I’d been thinking of what I could do to help the hospice and so far raised under £10K, but due to ongoing health issues, I was looking for something to make an impact, a difference.

I remembered Steffans teaming up with Frank Bruno for his mental health charity which got me thinking.

I approached Wes (I was nervous AF) to ask if Steffans would consider a project to help the Cynthia Spencer Hospice, and without skipping a beat he surprisingly agreed straight away expressing what a great idea it was and asked what I needed.  I wasn’t expecting an answer so quickly and hadn’t thought that far ahead, but instinctively knew it was the right family to take on this project.  I mean, given the Suter background they could make a success wherever they are in the country or world, but…. Steffans have always championed Northampton, using their influence and connections to try and right many of the issues the town centre is facing.  A retailer who cares about the town and with a long a history of Northampton is a very rare find.

The project

Wes created in record time an example pendant, something I could approach Cynthia Spencer with (There were delays on my side due to MH issues and being seriously ill).  A jewellery project will be a first for the Hospice.  I was genuinely surprised no-one had done something similar before.

I spoke to my long-time friends Nathan Smith and Claire Pound (Both international artists with influential clients worldwide) with a brief of something unique to incorporate Cynthia Spencers logo that could be worn easily.  

Researching typical charity jewellery I was shocked many tended to be boring but functional designs.  The Frank Bruno project demonstrated that does not have to be true, showcasing the Steffans Team innovation and creativity when it comes to projects like this.

I’d gotten into 3D Printing at the time, though the filament printers would be too clunky for this project, I contacted a friend at Anycubic to see if they would sponsor a Resin Printer for the project, they agreed and supplied all the equipment and resin required.

A number of ideas were sculpted in zBrush including rings, broaches and pendants, all which were printed in resin as it was easier to visualise something you could hold, than just a computer render. Nathan and Claire tried many ideas and designs.

Wes was extremely supportive and explained what would work and what wouldn’t in a retail settings and we settled on two final different designs of pendants that could be used as earrings, charms on bracelet and now Julles' suggested a keyring, which I hadn’t considered.

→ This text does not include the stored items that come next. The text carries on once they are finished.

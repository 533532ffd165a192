// src/services/mod.rs
pub mod auth_service;
pub mod certificate_service;
pub mod internship_service;
pub mod project_service;
pub mod seed_service;
pub mod user_service;

use crate::error::{AppError, AppResult};
use sqlx::SqlitePool;

/// Apaga um registo por ID numa transação. `table` é sempre uma constante interna.
pub(crate) async fn delete_by_id(
    db_pool: &SqlitePool,
    table: &'static str,
    kind: &'static str,
    id: i64,
) -> AppResult<()> {
    let mut tx = db_pool.begin().await?;

    let existing: Option<i64> = sqlx::query_scalar(&format!("SELECT id FROM {} WHERE id = ?1", table))
        .bind(id)
        .fetch_optional(&mut *tx)
        .await?;

    if existing.is_none() {
        tracing::warn!("{} {} não existe; nada a apagar.", kind, id);
        tx.rollback().await?;
        return Err(AppError::NotFound(kind));
    }

    let deleted = sqlx::query(&format!("DELETE FROM {} WHERE id = ?1", table))
        .bind(id)
        .execute(&mut *tx)
        .await;

    if let Err(e) = deleted {
        tracing::error!("Falha ao apagar {} {}: {:?}", kind, id, e);
        tx.rollback().await?;
        return Err(e.into());
    }

    tx.commit().await?;
    tracing::info!("🗑️ {} {} apagado.", kind, id);
    Ok(())
}
// src/web/routes.rs
use crate::{
    state::AppState,
    web::{auth_handlers, certificate_handlers, internship_handlers, project_handlers},
};
use axum::{
    routing::{delete, get, post},
    Router,
};

pub const LIVENESS_MESSAGE: &str = "Server is running ✅";

pub fn create_router(app_state: AppState) -> Router {
    // --- Rotas da API (todas JSON) ---
    let api_routes = Router::new()
        .route("/login", post(auth_handlers::handle_login))
        .route(
            "/certificates",
            get(certificate_handlers::handle_list_certificates)
                .post(certificate_handlers::handle_create_certificate),
        )
        .route("/certificates/{id}", delete(certificate_handlers::handle_delete_certificate))
        .route(
            "/projects",
            get(project_handlers::handle_list_projects).post(project_handlers::handle_create_project),
        )
        .route("/projects/{id}", delete(project_handlers::handle_delete_project))
        .route(
            "/internships",
            get(internship_handlers::handle_list_internships)
                .post(internship_handlers::handle_create_internship),
        )
        .route("/internships/{id}", delete(internship_handlers::handle_delete_internship));

    // --- Router Final ---
    Router::new()
        .route("/", get(|| async { LIVENESS_MESSAGE }))
        .nest("/api", api_routes)
        .with_state(app_state)
}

Cynthia Spencer were happy with the final designs and the design you have today tested better with a limited audience (Resin Prints).

Everyone involved has given their time to make this happen, and hope that the jewellery will benefit many more people who find they need the care and compassion of Cynthia Spencer Hospice.  Every pound raised makes a huge difference to the people who need the service and those that run the service.

I guess in short, Steffans Family, the jewel in Northampton Crown, with their experience, compassion and care for the town and people are the perfect and only choice for a project like this, in Janice’s memory we hope the pendant raises funds to provide future support for an amazing local charity that really make a difference to those who sadly need to use their services.